There are reasons that he is down, his dad is dying of cancer and so i understand that he's not as up for it as I would like, but the way he is acting in bed is just not cool in my eyes. We are only actually doing it every few weeks. When we do it I put in effort, dressing up, which i have never been into, finding out what he likes and been up for trying things he is into, but he acts like pleasing me is a chore, and isn't interested in finding out that i like. The last time it was just all wham bam thank you etc, and today, after he went down on me and tried to make me come for the first time possibly ever after i had spoken to him about my feelings on this, literally the second i started to come he pulled his pants down and went for it without even consulting me and got all arsey with me when i kicked him off, telling me how he had just put so much effort in!

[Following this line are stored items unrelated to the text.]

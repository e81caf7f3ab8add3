//! Nonpolar solvation: cavity, pressure-volume and dispersion terms

use super::error::{ModelResult, Violations};
use super::fields::{accept, checks, Fields, Mapping, MappingBuilder};
use super::InputFile;

pub const SURFACE_METHODS: &[&str] = &["solvent-accessible"];

#[derive(Debug, Clone, Default, PartialEq)]
pub struct Nonpolar {
    pub calculate_energy: Option<bool>,
    pub calculate_forces: Option<bool>,
    /// Displacement in Å for finite-difference forces
    pub displacement: Option<f64>,
    /// Quadrature grid spacings in Å for the dispersion integral
    pub grid_spacings: Option<[f64; 3]>,
    pub molecule: Option<String>,
    /// Solvent pressure in kJ mol⁻¹ Å⁻³
    pub pressure: Option<f64>,
    /// Bulk solvent density in Å⁻³
    pub solvent_density: Option<f64>,
    pub solvent_radius: Option<f64>,
    /// Surface points per Å²
    pub surface_density: Option<f64>,
    pub surface_method: Option<String>,
    /// Surface tension in kJ mol⁻¹ Å⁻²
    pub surface_tension: Option<f64>,
    pub temperature: Option<f64>,
}

impl Nonpolar {
    pub fn set_displacement(&mut self, value: f64) -> ModelResult<()> {
        self.displacement = Some(accept(checks::positive("displacement", value))?);
        Ok(())
    }

    pub fn set_grid_spacings(&mut self, value: [f64; 3]) -> ModelResult<()> {
        self.grid_spacings = Some(accept(checks::positive_triple("grid spacings", value))?);
        Ok(())
    }

    pub fn set_molecule(&mut self, value: &str) -> ModelResult<()> {
        self.molecule = Some(accept(checks::non_empty("molecule", value))?);
        Ok(())
    }

    pub fn set_pressure(&mut self, value: f64) -> ModelResult<()> {
        self.pressure = Some(accept(checks::non_negative("pressure", value))?);
        Ok(())
    }

    pub fn set_solvent_density(&mut self, value: f64) -> ModelResult<()> {
        self.solvent_density = Some(accept(checks::non_negative("solvent density", value))?);
        Ok(())
    }

    pub fn set_solvent_radius(&mut self, value: f64) -> ModelResult<()> {
        self.solvent_radius = Some(accept(checks::non_negative("solvent radius", value))?);
        Ok(())
    }

    pub fn set_surface_density(&mut self, value: f64) -> ModelResult<()> {
        self.surface_density = Some(accept(checks::positive("surface density", value))?);
        Ok(())
    }

    pub fn set_surface_method(&mut self, value: &str) -> ModelResult<()> {
        self.surface_method = Some(accept(checks::choice(
            "surface method",
            value,
            SURFACE_METHODS,
        ))?);
        Ok(())
    }

    pub fn set_surface_tension(&mut self, value: f64) -> ModelResult<()> {
        self.surface_tension = Some(accept(checks::non_negative("surface tension", value))?);
        Ok(())
    }

    pub fn set_temperature(&mut self, value: f64) -> ModelResult<()> {
        self.temperature = Some(accept(checks::positive("temperature", value))?);
        Ok(())
    }
}

impl InputFile for Nonpolar {
    fn from_mapping(mapping: &Mapping) -> ModelResult<Self> {
        let fields = Fields::new(mapping);
        let mut calculation = Self {
            calculate_energy: fields.boolean("calculate energy")?,
            calculate_forces: fields.boolean("calculate forces")?,
            ..Self::default()
        };
        if let Some(value) = fields.opt_number("displacement")? {
            calculation.set_displacement(value)?;
        }
        if let Some(value) = fields.triple("grid spacings")? {
            calculation.set_grid_spacings(value)?;
        }
        if let Some(value) = fields.string("molecule")? {
            calculation.set_molecule(&value)?;
        }
        if let Some(value) = fields.number("pressure")? {
            calculation.set_pressure(value)?;
        }
        if let Some(value) = fields.number("solvent density")? {
            calculation.set_solvent_density(value)?;
        }
        if let Some(value) = fields.number("solvent radius")? {
            calculation.set_solvent_radius(value)?;
        }
        if let Some(value) = fields.number("surface density")? {
            calculation.set_surface_density(value)?;
        }
        if let Some(value) = fields.string("surface method")? {
            calculation.set_surface_method(&value)?;
        }
        if let Some(value) = fields.number("surface tension")? {
            calculation.set_surface_tension(value)?;
        }
        if let Some(value) = fields.number("temperature")? {
            calculation.set_temperature(value)?;
        }
        Ok(calculation)
    }

    fn to_mapping(&self) -> Mapping {
        MappingBuilder::new()
            .opt("calculate energy", self.calculate_energy)
            .opt("calculate forces", self.calculate_forces)
            .opt("displacement", self.displacement)
            .opt_triple("grid spacings", self.grid_spacings)
            .opt("molecule", self.molecule.clone())
            .opt("pressure", self.pressure)
            .opt("solvent density", self.solvent_density)
            .opt("solvent radius", self.solvent_radius)
            .opt("surface density", self.surface_density)
            .opt("surface method", self.surface_method.clone())
            .opt("surface tension", self.surface_tension)
            .opt("temperature", self.temperature)
            .build()
    }

    fn validate(&self) -> ModelResult<()> {
        let mut violations = Violations::new();
        violations.present("calculate energy", &self.calculate_energy);
        violations.present("calculate forces", &self.calculate_forces);
        if self.calculate_forces == Some(true) {
            violations.require("displacement", self.displacement, checks::positive);
        } else {
            violations.optional("displacement", self.displacement, checks::positive);
        }
        violations.require("grid spacings", self.grid_spacings, checks::positive_triple);
        violations.require("molecule", self.molecule.as_deref(), checks::non_empty);
        violations.require("pressure", self.pressure, checks::non_negative);
        violations.require("solvent density", self.solvent_density, checks::non_negative);
        violations.require("solvent radius", self.solvent_radius, checks::non_negative);
        violations.require("surface density", self.surface_density, checks::positive);
        violations.require(
            "surface method",
            self.surface_method.as_deref(),
            |name, value| checks::choice(name, value, SURFACE_METHODS),
        );
        violations.require("surface tension", self.surface_tension, checks::non_negative);
        violations.require("temperature", self.temperature, checks::positive);
        violations.finish()
    }
}

#[cfg(test)]
mod tests {
    use super::*;
    use crate::model::ModelError;
    use assert_matches::assert_matches;

    const NONPOLAR: &str = r#"
        "calculate energy" = true
        "calculate forces" = true
        displacement = 0.1
        "grid spacings" = [0.5, 0.5, 0.5]
        molecule = "complex"
        pressure = 0.008
        "solvent density" = 0.0334
        "solvent radius" = 1.4
        "surface density" = 10.0
        "surface method" = "solvent-accessible"
        "surface tension" = 0.0085
        temperature = 298.15
    "#;

    #[test]
    fn test_nonpolar_from_toml() {
        let calculation = Nonpolar::from_toml(NONPOLAR).unwrap();
        calculation.validate().unwrap();
        assert_eq!(calculation.grid_spacings, Some([0.5, 0.5, 0.5]));
        assert_eq!(
            Nonpolar::from_json(&calculation.to_json().unwrap()).unwrap(),
            calculation
        );
    }

    #[test]
    fn test_forces_need_displacement() {
        let mut calculation = Nonpolar::from_toml(NONPOLAR).unwrap();
        calculation.displacement = None;
        assert_eq!(
            calculation.validate().unwrap_err().to_string(),
            "displacement is not set."
        );
        calculation.calculate_forces = Some(false);
        calculation.validate().unwrap();
    }

    #[test]
    fn test_nonpolar_domains() {
        let mut calculation = Nonpolar::default();
        assert_matches!(calculation.set_pressure(-1.0), Err(ModelError::OutOfDomain { .. }));
        assert_matches!(
            calculation.set_surface_method("molecular surface"),
            Err(ModelError::OutOfDomain { .. })
        );
        assert_matches!(
            calculation.set_grid_spacings([0.5, 0.0, 0.5]),
            Err(ModelError::OutOfDomain { .. })
        );
        assert_matches!(
            Nonpolar::from_toml("\"calculate energy\" = true"),
            Err(ModelError::MissingKey { key }) if key == "calculate forces"
        );
    }
}
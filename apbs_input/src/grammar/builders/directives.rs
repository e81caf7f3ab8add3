//! Payload builders for ELEC and APOLAR directives
//!
//! `parse_payload` dispatches on the [`Payload`] shape from the keyword
//! tables. Compound payloads become lists in declared order; the ion
//! descriptor becomes a record keyed by its sub-field names.

use super::atomic::{
    expect_value_token, parse_bounded, parse_choice, parse_identifier, parse_integer,
    parse_number, parse_path, Parser,
};
use crate::grammar::keywords::{
    DirectiveSpec, Payload, DIFF_MODES, GRID2D_AXES, TERM_POSITION_OPERATORS, USEMAP_VALUES,
    WRITEMAT_VALUES, WRITE_FORMATS, WRITE_PROPERTIES,
};
use crate::mapping::Value;
use crate::syntax::error::{SyntaxError, SyntaxResult};
use crate::tokens::Token;
use std::collections::BTreeMap;

const ION_FIELDS: [&str; 3] = ["charge", "conc", "radius"];

pub fn parse_payload(parser: &mut dyn Parser, spec: &DirectiveSpec) -> SyntaxResult<Value> {
    let directive = spec.keyword;
    match spec.payload {
        Payload::Integer => parse_integer(parser, directive).map(Value::Integer),
        Payload::Number => parse_number(parser, directive),
        Payload::Bounded(bound) => parse_bounded(parser, directive, bound),
        Payload::Identifier => parse_identifier(parser),
        Payload::Path => parse_path(parser),
        Payload::Choice(allowed) => parse_choice(parser, directive, allowed),
        Payload::IntegerTriple => parse_triple(parser, directive, true),
        Payload::NumberTriple => parse_triple(parser, directive, false),
        Payload::Center => parse_center(parser, directive),
        Payload::Ion => parse_ion(parser),
        Payload::Write => parse_write(parser),
        Payload::Usemap => parse_usemap(parser),
        Payload::Writemat => parse_writemat(parser),
        Payload::Flag => Ok(Value::Integer(1)),
        Payload::Diff => parse_diff(parser),
        Payload::Grid2d => parse_grid2d(parser),
        Payload::Term => parse_term(parser),
        Payload::Xyz => parse_xyz(parser),
    }
}

/// Three integers or three numbers
pub fn parse_triple(parser: &mut dyn Parser, directive: &str, integers: bool) -> SyntaxResult<Value> {
    let mut items = Vec::with_capacity(3);
    for _ in 0..3 {
        let item = if integers {
            Value::Integer(parse_integer(parser, directive)?)
        } else {
            parse_number(parser, directive)?
        };
        items.push(item);
    }
    Ok(Value::List(items))
}

/// `mol <id>` becomes `["mol", id]`, otherwise a coordinate triple
pub fn parse_center(parser: &mut dyn Parser, directive: &str) -> SyntaxResult<Value> {
    if parser.at_keyword("mol") {
        parser.advance();
        let id = parse_integer(parser, directive)?;
        return Ok(Value::List(vec![Value::from("mol"), Value::Integer(id)]));
    }
    parse_triple(parser, directive, false)
}

/// `charge <n> conc <n> radius <n>` in any order, or the positional
/// `<charge> <conc> <radius>` form.
pub fn parse_ion(parser: &mut dyn Parser) -> SyntaxResult<Value> {
    let start = parser.current_span();
    let mut fields = BTreeMap::new();

    if matches!(parser.current_token(), Some(Token::Integer(_) | Token::Float(_))) {
        for field in ION_FIELDS {
            fields.insert(field.to_string(), parse_number(parser, "ion")?);
        }
        return Ok(Value::Record(fields));
    }

    while let Some(keyword) = parser.current_keyword() {
        if !ION_FIELDS.contains(&keyword.as_str()) {
            break;
        }
        let span = parser.current_span();
        if fields.contains_key(&keyword) {
            return Err(SyntaxError::duplicate_directive(&format!("ion {}", keyword), span));
        }
        parser.advance();
        let value = parse_number(parser, &format!("ion {}", keyword))?;
        fields.insert(keyword, value);
    }

    if let Some(missing) = ION_FIELDS.iter().find(|f| !fields.contains_key(**f)) {
        let span = if fields.is_empty() { start } else { parser.current_span() };
        return Err(SyntaxError::missing_required("ion", missing, span));
    }

    Ok(Value::Record(fields))
}

/// `<property> <format> <path>`
pub fn parse_write(parser: &mut dyn Parser) -> SyntaxResult<Value> {
    let property = parse_choice(parser, "write", WRITE_PROPERTIES)?;
    let format = parse_choice(parser, "write", WRITE_FORMATS)?;
    let path = parse_path(parser)?;
    Ok(Value::List(vec![property, format, path]))
}

/// `<kind> <integer-id>`
pub fn parse_usemap(parser: &mut dyn Parser) -> SyntaxResult<Value> {
    let kind = parse_choice(parser, "usemap", USEMAP_VALUES)?;
    let id = parse_integer(parser, "usemap")?;
    Ok(Value::List(vec![kind, Value::Integer(id)]))
}

/// `poisson <path>`
pub fn parse_writemat(parser: &mut dyn Parser) -> SyntaxResult<Value> {
    let kind = parse_choice(parser, "writemat", WRITEMAT_VALUES)?;
    let path = parse_path(parser)?;
    Ok(Value::List(vec![kind, path]))
}

/// `stat`, `move <translation> <rotation>` or `rot <rotation>`
pub fn parse_diff(parser: &mut dyn Parser) -> SyntaxResult<Value> {
    let mode = parse_choice(parser, "diff", DIFF_MODES)?;
    match mode.as_str() {
        Some("move") => {
            let translation = parse_number(parser, "diff move")?;
            let rotation = parse_number(parser, "diff move")?;
            Ok(Value::List(vec![mode, translation, rotation]))
        }
        Some("rot") => {
            let rotation = parse_number(parser, "diff rot")?;
            Ok(Value::List(vec![mode, rotation]))
        }
        _ => Ok(mode),
    }
}

/// `<path> <x|y|z> <position>`
pub fn parse_grid2d(parser: &mut dyn Parser) -> SyntaxResult<Value> {
    let path = parse_path(parser)?;
    let axis = parse_choice(parser, "grid2d", GRID2D_AXES)?;
    let position = parse_number(parser, "grid2d")?;
    Ok(Value::List(vec![path, axis, position]))
}

/// `contact <path>`, `time <n>` or `<axis-op> <n> <molecule>`
pub fn parse_term(parser: &mut dyn Parser) -> SyntaxResult<Value> {
    let span = parser.current_span();
    let token = expect_value_token(parser, "termination condition")?;
    let word = parser.lexeme(&token).to_ascii_lowercase();

    match word.as_str() {
        "contact" => {
            let path = parse_path(parser)?;
            Ok(Value::List(vec![Value::Text(word), path]))
        }
        "time" => {
            let limit = parse_number(parser, "term time")?;
            Ok(Value::List(vec![Value::Text(word), limit]))
        }
        op if TERM_POSITION_OPERATORS.contains(&op) => {
            let position = parse_number(parser, "term")?;
            let molecule = parse_identifier(parser)?;
            Ok(Value::List(vec![Value::Text(word), position, molecule]))
        }
        _ => {
            let mut allowed = vec!["contact", "time"];
            allowed.extend_from_slice(TERM_POSITION_OPERATORS);
            Err(SyntaxError::invalid_choice("term", &word, &allowed, span))
        }
    }
}

/// `<molecule> <path>`
pub fn parse_xyz(parser: &mut dyn Parser) -> SyntaxResult<Value> {
    let molecule = parse_identifier(parser)?;
    let path = parse_path(parser)?;
    Ok(Value::List(vec![molecule, path]))
}

#[cfg(test)]
mod tests {
    use super::super::atomic::testing::StreamParser;
    use super::*;
    use crate::grammar::keywords::elec_directive;
    use assert_matches::assert_matches;

    fn parse(keyword: &str, source: &str) -> SyntaxResult<Value> {
        let mut p = StreamParser::new(source);
        let spec = elec_directive(keyword).unwrap();
        parse_payload(&mut p, spec)
    }

    #[test]
    fn test_ion_fields_in_any_order() {
        let value = parse("ion", "radius 2.0 charge -1 conc 0.050").unwrap();
        assert_eq!(value.get("charge"), Some(&Value::Integer(-1)));
        assert_eq!(value.get("conc"), Some(&Value::Float(0.05)));
        assert_eq!(value.get("radius"), Some(&Value::Float(2.0)));
    }

    #[test]
    fn test_ion_positional_form() {
        let value = parse("ion", "1 0.150 2.0").unwrap();
        assert_eq!(value.to_string(), "charge 1 conc 0.15 radius 2.0");
    }

    #[test]
    fn test_ion_missing_and_duplicate_fields() {
        assert_matches!(
            parse("ion", "charge 1 conc 0.1 END"),
            Err(SyntaxError::MissingRequiredDirective { ref directive, .. }) if directive == "radius"
        );
        assert_matches!(
            parse("ion", "charge 1 charge 2"),
            Err(SyntaxError::DuplicateDirective { .. })
        );
    }

    #[test]
    fn test_center_forms() {
        assert_eq!(
            parse("cgcent", "mol 3").unwrap(),
            Value::List(vec![Value::from("mol"), Value::Integer(3)])
        );
        assert_eq!(
            parse("gcent", "0 1.5 -2").unwrap(),
            Value::List(vec![Value::Integer(0), Value::Float(1.5), Value::Integer(-2)])
        );
    }

    #[test]
    fn test_dime_requires_integers() {
        assert_matches!(parse("dime", "65 65.0 65"), Err(SyntaxError::UnexpectedToken { .. }));
        assert_matches!(parse("dime", "65 65"), Err(SyntaxError::UnexpectedEndOfInput { .. }));
    }

    #[test]
    fn test_write_and_usemap() {
        assert_eq!(
            parse("write", "POT dx Output/Pot").unwrap(),
            Value::List(vec![Value::from("pot"), Value::from("dx"), Value::from("Output/Pot")])
        );
        assert_eq!(
            parse("usemap", "diel 1").unwrap(),
            Value::List(vec![Value::from("diel"), Value::Integer(1)])
        );
        assert_matches!(parse("write", "pot pdf out"), Err(SyntaxError::InvalidChoice { .. }));
    }

    #[test]
    fn test_pb_compound_directives() {
        assert_eq!(parse("diff", "stat").unwrap(), Value::from("stat"));
        assert_eq!(
            parse("diff", "move 0.1 0.01").unwrap(),
            Value::List(vec![Value::from("move"), Value::Float(0.1), Value::Float(0.01)])
        );
        assert_eq!(
            parse("term", "x>= 20.0 1").unwrap(),
            Value::List(vec![Value::from("x>="), Value::Float(20.0), Value::Integer(1)])
        );
        assert_eq!(
            parse("grid2d", "plane.dat z 0.0").unwrap(),
            Value::List(vec![Value::from("plane.dat"), Value::from("z"), Value::Float(0.0)])
        );
        assert_eq!(parse("randorient", "").unwrap(), Value::Integer(1));
        assert_matches!(parse("term", "sometime 3"), Err(SyntaxError::InvalidChoice { .. }));
    }

    #[test]
    fn test_tabi_mesh_choice_keeps_integers() {
        assert_eq!(parse("mesh", "2").unwrap(), Value::Integer(2));
        assert_eq!(parse("mesh", "SES").unwrap(), Value::from("ses"));
    }
}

I guess I am just unsure about whether this is behaviour that could change or whether it might be linked to him feeling sad...

usualsuspectt Tue 25-Mar-14 21:25:05

I would think if his father is dying of cancer the last thing on his mind is sex.

Give him a break and try to be a bit more supportive.

ALittleStranger Tue 25-Mar-14 21:26:03

The brain is a massive sexual organ and I would cut someone a lot of slack if their dad was dying. I hope he never reads your OP as you come across as very cold towards his situation.

Presumably you didn't just move in with him off the bat. What was sex like before hand? Has he always been selfish or does this already represent a change in behaviour?

Finola1step Tue 25-Mar-14 21:30:17

Blimey. Poor bloke. Can't do right for doing wrong eh? He's probably wondering why he's not getting more emotional support from you, what with his dad being terminally ill and all.

If this is how you think and feel after living together for just six months, then the writing is on the wall IMO.

handfulofcottonbuds Tue 25-Mar-14 21:34:09

Maybe he just needs a cuddle. Tough time for him.

CarryOnDancing Tue 25-Mar-14 21:35:13

Maybe try a little no pressure sex for a while? Can't you just stick to "standard" sex without dressing up and consultations on what each person likes?
I'd recommend a more organic approach to discovering each other sexually right now.
The current approach could appear to him to contain some pressure with too much emphasis on performance rather than intimacy.
If he fancies sex at all right now, I assume it would be to feel close to you and to feel a connection whilst he's feeling low. He's probably not thinking of multiple orgasms and nurses outfits, he may not even be thinking of sex at all? Sex might feel wrong right now with everything that's happening with his Dad?

holymaloney Tue 25-Mar-14 21:35:35

I can see that's how I come accross and I am supportive. I struggle with accepting being treated like a piece of meat with his mood as a reason.. He has always been somewhat selfish in this department.

Late Tue 25-Mar-14 21:36:34

OP I think if you are in his very sad and unfortunate situation in years to come and remember how you behaved right now I think you would feel really awful. I'm not blaming you just saying you obviously have not experienced the sadness worry and very mixed set of emotions that occur at such a time. You really should focus on being supportive right now. Just my opinion but also speaking from personal experience.

AnandaTimeIn Tue 25-Mar-14 21:37:44

yes, his dad is dying so give him some slack...

Doesn,t mean he can treat you like shit.

And er, s,not only about sex!

Late Tue 25-Mar-14 21:38:24

Just seen your last post - if you feel this way then dont allow yourself to be in this position. Support yourself and then you can be supportive to him.

holymaloney Tue 25-Mar-14 21:38:33

we are intimate, we cuddle, talk and laugh, but sex isn't a form of intimacy for him i guess.. He instigates this sort if kinky sex rather than me...

usualsuspectt Tue 25-Mar-14 21:39:43

Why did you move in with him then?

ALittleStranger Tue 25-Mar-14 21:42:05

If feeling like a piece of meat is the problem, how is dressing up going to help? You're making it all about some male fantasy without actually addressing either of your needs, and piling on a lot of pressure in the process.

Finola1step Tue 25-Mar-14 23:15:05

I'm a bit confused now. So what is the actual problem? Lack of sex or how your DP treats you sexually? Or both?

This isn't sounding too great after just 6 months living together.